The latest Snowden leak reveals a list of bizarre targets for NSA/GCHQ surveillance, including the World Health Organization, Unicef and Medecins Sans Frontiers; the VP of the European Commission (whose file included EU competition policy); the UN's special representative to Darfur; German diplomatic networks; and other diplomatic targets. The program was run through GCHQ's Bude listening station in Cornwall, which receives large amounts of funding from the NSA. There's no colourable claim that this surveillance had anything to do with preventing terrorism or enhancing national security. It's an incoherent mishmash of out-and-out industrial espionage, institutional mistrust of humanitarian relief agencies, and a reflexive need to spy. And it's going to piss a lot of people off.
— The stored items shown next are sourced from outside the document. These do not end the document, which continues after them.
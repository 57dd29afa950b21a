//! Start-up snapshot
//!
//! The engine is seeded once from station and vehicle rows. Where they come
//! from is behind `SnapshotSource`.

use async_trait::async_trait;
use sqlx::SqlitePool;
use tracing::info;

use crate::repositories::station_repository::{StationRepository, StationRow};
use crate::repositories::vehicle_repository::{VehicleRepository, VehicleRow};
use crate::utils::errors::AppResult;

#[derive(Debug, Clone, Default, PartialEq)]
pub struct FleetSnapshot {
    pub stations: Vec<StationRow>,
    pub vehicles: Vec<VehicleRow>,
}

#[async_trait]
pub trait SnapshotSource: Send + Sync {
    async fn load(&self) -> AppResult<FleetSnapshot>;
}

/// Static snapshot, handy for tests and fixtures
#[async_trait]
impl SnapshotSource for FleetSnapshot {
    async fn load(&self) -> AppResult<FleetSnapshot> {
        Ok(self.clone())
    }
}

pub struct DatabaseSnapshotSource {
    stations: StationRepository,
    vehicles: VehicleRepository,
}

impl DatabaseSnapshotSource {
    pub fn new(pool: SqlitePool) -> Self {
        Self {
            stations: StationRepository::new(pool.clone()),
            vehicles: VehicleRepository::new(pool),
        }
    }
}

#[async_trait]
impl SnapshotSource for DatabaseSnapshotSource {
    async fn load(&self) -> AppResult<FleetSnapshot> {
        let stations = self.stations.list_all().await?;
        let vehicles = self.vehicles.list_all().await?;

        info!(
            "📥 Snapshot loaded: {} stations, {} vehicles",
            stations.len(),
            vehicles.len()
        );

        Ok(FleetSnapshot { stations, vehicles })
    }
}
//! Middleware

pub mod cors;
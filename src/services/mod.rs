//! Services module
//!
//! The fleet engine itself (`FleetManager` over `FleetState`) and the
//! collaborators it is built from: the vehicle factory and the payment
//! gateway.

pub mod fleet_manager;
pub mod fleet_state;
pub mod payment_service;
pub mod vehicle_factory;

pub use fleet_manager::FleetManager;
pub use fleet_state::FleetStats;
pub use payment_service::{ChargeRecord, PaymentGateway, TokenPaymentGateway};
pub use vehicle_factory::VehicleFactory;
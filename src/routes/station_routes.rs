use axum::{
    extract::{Path, Query, State},
    routing::get,
    Json, Router,
};
use validator::Validate;

use crate::controllers::station_controller::StationController;
use crate::dto::station_dto::{CoordinatesQuery, NearestStationResponse, StationResponse};
use crate::models::StationId;
use crate::state::AppState;
use crate::utils::errors::AppError;

pub fn create_station_router() -> Router<AppState> {
    Router::new()
        .route("/", get(list_stations))
        .route("/nearest", get(get_nearest_station))
        .route("/:id", get(get_station))
}

async fn get_nearest_station(
    State(state): State<AppState>,
    Query(query): Query<CoordinatesQuery>,
) -> Result<Json<NearestStationResponse>, AppError> {
    query.validate()?;
    let controller = StationController::new(state.fleet.clone());
    let response = controller.nearest(query.lat, query.lon).await?;
    Ok(Json(response))
}

async fn get_station(
    State(state): State<AppState>,
    Path(id): Path<StationId>,
) -> Result<Json<StationResponse>, AppError> {
    let controller = StationController::new(state.fleet.clone());
    let response = controller.get_by_id(id).await?;
    Ok(Json(response))
}

async fn list_stations(
    State(state): State<AppState>,
) -> Result<Json<Vec<StationResponse>>, AppError> {
    let controller = StationController::new(state.fleet.clone());
    let response = controller.list().await?;
    Ok(Json(response))
}
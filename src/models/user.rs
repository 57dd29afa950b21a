//! User model

use serde::{Deserialize, Serialize};

use crate::models::ride::RideId;

pub type UserId = String;

#[derive(Debug, Clone, Serialize, Deserialize, PartialEq, Eq)]
pub struct User {
    pub id: UserId,
    #[serde(skip_serializing)]
    pub payment_token: String,
    pub current_ride_id: Option<RideId>,
}

impl User {
    pub fn new(id: impl Into<UserId>, payment_token: impl Into<String>) -> Self {
        Self {
            id: id.into(),
            payment_token: payment_token.into(),
            current_ride_id: None,
        }
    }

    pub fn can_start_ride(&self) -> bool {
        self.current_ride_id.is_none()
    }

    pub fn has_payment_method(&self) -> bool {
        !self.payment_token.trim().is_empty()
    }
}
use std::sync::Arc;

use crate::dto::station_dto::{NearestStationResponse, StationResponse};
use crate::models::StationId;
use crate::services::FleetManager;
use crate::utils::errors::AppError;

pub struct StationController {
    fleet: Arc<FleetManager>,
}

impl StationController {
    pub fn new(fleet: Arc<FleetManager>) -> Self {
        Self { fleet }
    }

    pub async fn nearest(&self, lat: f64, lon: f64) -> Result<NearestStationResponse, AppError> {
        let station = self.fleet.nearest_station(lat, lon).await?;
        Ok(NearestStationResponse::new(station, lat, lon))
    }

    pub async fn get_by_id(&self, station_id: StationId) -> Result<StationResponse, AppError> {
        let station = self.fleet.station(station_id).await?;
        Ok(station.into())
    }

    pub async fn list(&self) -> Result<Vec<StationResponse>, AppError> {
        let stations = self.fleet.stations().await;
        Ok(stations.into_iter().map(StationResponse::from).collect())
    }
}
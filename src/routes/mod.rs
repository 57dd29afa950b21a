//! HTTP routes
//!
//! `create_router` assembles the whole API around an `AppState`.

pub mod maintenance_routes;
pub mod ride_routes;
pub mod station_routes;
pub mod vehicle_routes;

use axum::{response::Json, routing::get, Router};
use serde_json::json;
use tower::ServiceBuilder;
use tower_http::{compression::CompressionLayer, trace::TraceLayer};

use crate::middleware::cors::{cors_middleware, cors_middleware_with_origins};
use crate::state::AppState;

pub fn create_router(state: AppState) -> Router {
    let cors = if state.config.cors_origins.is_empty() {
        cors_middleware()
    } else {
        cors_middleware_with_origins(state.config.cors_origins.clone())
    };

    Router::new()
        .route("/", get(root))
        .route("/health", get(health))
        .nest("/stations", station_routes::create_station_router())
        .nest("/vehicles", vehicle_routes::create_vehicle_router())
        .nest("/users", ride_routes::create_user_router())
        .nest("/rides", ride_routes::create_ride_router())
        .merge(maintenance_routes::create_maintenance_router())
        .layer(
            ServiceBuilder::new()
                .layer(TraceLayer::new_for_http())
                .layer(CompressionLayer::new())
                .layer(cors),
        )
        .with_state(state)
}

async fn root() -> Json<serde_json::Value> {
    Json(json!({ "message": "Server is running" }))
}

async fn health() -> Json<serde_json::Value> {
    Json(json!({
        "status": "ok",
        "timestamp": chrono::Utc::now().to_rfc3339(),
    }))
}
//! Request and response shapes of the HTTP layer

pub mod api_response;
pub mod maintenance_dto;
pub mod ride_dto;
pub mod station_dto;
pub mod vehicle_dto;

pub use api_response::ApiResponse;
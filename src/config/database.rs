//! Database configuration
//!
//! Pool settings for the SQLite store the fleet is seeded from.

use std::str::FromStr;
use std::time::Duration;

use sqlx::sqlite::{SqliteConnectOptions, SqlitePool, SqlitePoolOptions};

pub const DEFAULT_DATABASE_URL: &str = "sqlite://data/fleet.db";

#[derive(Debug, Clone)]
pub struct DatabaseConfig {
    pub url: String,
    pub max_connections: u32,
    pub min_connections: u32,
    pub acquire_timeout: Duration,
    pub idle_timeout: Duration,
}

impl Default for DatabaseConfig {
    fn default() -> Self {
        Self {
            url: DEFAULT_DATABASE_URL.to_string(),
            max_connections: 5,
            min_connections: 1,
            acquire_timeout: Duration::from_secs(30),
            idle_timeout: Duration::from_secs(300),
        }
    }
}

impl DatabaseConfig {
    pub fn from_env() -> Self {
        Self {
            url: std::env::var("DATABASE_URL").unwrap_or_else(|_| DEFAULT_DATABASE_URL.to_string()),
            ..Self::default()
        }
    }

    /// Private in-memory database. A single connection, since every SQLite
    /// memory connection is its own database.
    pub fn in_memory() -> Self {
        Self {
            url: "sqlite::memory:".to_string(),
            max_connections: 1,
            min_connections: 1,
            ..Self::default()
        }
    }

    pub async fn create_pool(&self) -> Result<SqlitePool, sqlx::Error> {
        let options = SqliteConnectOptions::from_str(&self.url)?
            .create_if_missing(true)
            .foreign_keys(true);

        SqlitePoolOptions::new()
            .max_connections(self.max_connections)
            .min_connections(self.min_connections)
            .acquire_timeout(self.acquire_timeout)
            .idle_timeout(self.idle_timeout)
            .connect_with(options)
            .await
    }
}
use chrono::{DateTime, Utc};
use serde::Serialize;

#[derive(Debug, Serialize)]
pub struct TreatVehiclesResponse {
    pub treated_at: DateTime<Utc>,
    pub treated: Vec<String>,
}
use serde::Serialize;
use sqlx::SqlitePool;

use crate::models::StationId;
use crate::utils::errors::AppResult;

/// Vehicle as stored; `vehicle_type` and `status` are the raw text tags
#[derive(Debug, Clone, PartialEq, Serialize, sqlx::FromRow)]
pub struct VehicleRow {
    pub vehicle_id: String,
    pub station_id: Option<StationId>,
    pub vehicle_type: String,
    pub status: String,
    pub rides_since_last_treated: i64,
    pub last_treated_date: Option<String>,
    pub battery_level: Option<i64>,
}

const SELECT_VEHICLE: &str = r#"
    SELECT
        vehicle_id,
        station_id,
        vehicle_type,
        status,
        rides_since_last_treated,
        last_treated_date,
        battery_level
    FROM vehicles
"#;

#[derive(Clone)]
pub struct VehicleRepository {
    pool: SqlitePool,
}

impl VehicleRepository {
    pub fn new(pool: SqlitePool) -> Self {
        Self { pool }
    }

    pub async fn insert(&self, row: &VehicleRow) -> AppResult<()> {
        sqlx::query(
            r#"
            INSERT INTO vehicles (
                vehicle_id, station_id, vehicle_type, status,
                rides_since_last_treated, last_treated_date, battery_level
            ) VALUES (?, ?, ?, ?, ?, ?, ?)
            "#,
        )
        .bind(&row.vehicle_id)
        .bind(row.station_id)
        .bind(&row.vehicle_type)
        .bind(&row.status)
        .bind(row.rides_since_last_treated)
        .bind(&row.last_treated_date)
        .bind(row.battery_level)
        .execute(&self.pool)
        .await?;

        Ok(())
    }

    pub async fn list_all(&self) -> AppResult<Vec<VehicleRow>> {
        let rows = sqlx::query_as::<_, VehicleRow>(&format!("{} ORDER BY vehicle_id", SELECT_VEHICLE))
            .fetch_all(&self.pool)
            .await?;

        Ok(rows)
    }
}

#[cfg(test)]
mod tests {
    use super::*;
    use crate::config::database::DatabaseConfig;
    use crate::database::schema::create_schema;
    use crate::repositories::station_repository::{StationRepository, StationRow};

    async fn repositories() -> (StationRepository, VehicleRepository) {
        let pool = DatabaseConfig::in_memory().create_pool().await.unwrap();
        create_schema(&pool).await.unwrap();
        (StationRepository::new(pool.clone()), VehicleRepository::new(pool))
    }

    fn vehicle(vehicle_id: &str, station_id: StationId) -> VehicleRow {
        VehicleRow {
            vehicle_id: vehicle_id.to_string(),
            station_id: Some(station_id),
            vehicle_type: "bicycle".to_string(),
            status: "available".to_string(),
            rides_since_last_treated: 0,
            last_treated_date: None,
            battery_level: None,
        }
    }

    #[tokio::test]
    async fn test_list_all_orders_by_id() {
        let (stations, vehicles) = repositories().await;
        for station_id in [1, 2] {
            stations
                .insert(&StationRow {
                    station_id,
                    name: format!("S{}", station_id),
                    lat: 0.0,
                    lon: 0.0,
                    max_capacity: 5,
                })
                .await
                .unwrap();
        }
        vehicles.insert(&vehicle("V2", 1)).await.unwrap();
        vehicles.insert(&vehicle("V1", 1)).await.unwrap();
        vehicles.insert(&vehicle("V3", 2)).await.unwrap();

        let rows = vehicles.list_all().await.unwrap();
        let ids: Vec<_> = rows.iter().map(|v| v.vehicle_id.as_str()).collect();
        assert_eq!(ids, vec!["V1", "V2", "V3"]);
        assert_eq!(rows[2].station_id, Some(2));
    }

    #[tokio::test]
    async fn test_unknown_station_is_rejected() {
        let (_, vehicles) = repositories().await;
        assert!(vehicles.insert(&vehicle("V1", 42)).await.is_err());
    }
}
The papers show GCHQ, in collaboration with America's National Security Agency (NSA), was targeting organisations such as the United Nations development programme, the UN's children's charity Unicef and Médecins du Monde, a French organisation that provides doctors and medical volunteers to conflict zones. The head of the Economic Community of West African States (Ecowas) also appears in the documents, along with text messages he sent to colleagues.
The latest disclosures will add to Washington's embarrassment following the heavy criticism of the NSA when it emerged that it had been tapping the mobile telephone of the German chancellor, Angela Merkel.
One GCHQ document, drafted in January 2009, makes clear the agencies were targeting an email address listed as belonging to another key American ally – the "Israeli prime minister". Ehud Olmert was in office at the time. Three other Israeli targets appeared on GCHQ documents, including another email address understood to have been used to send messages between the then Israeli defence minister, Ehud Barak, and his chief of staff, Yoni Koren.
GCHQ and NSA targeted charities, Germans, Israeli PM and EU chief [James Ball and Nick Hopkins/The Guardian]
(Image: MSF Front Door, a Creative Commons Attribution (2.0) image from knobil's photostream)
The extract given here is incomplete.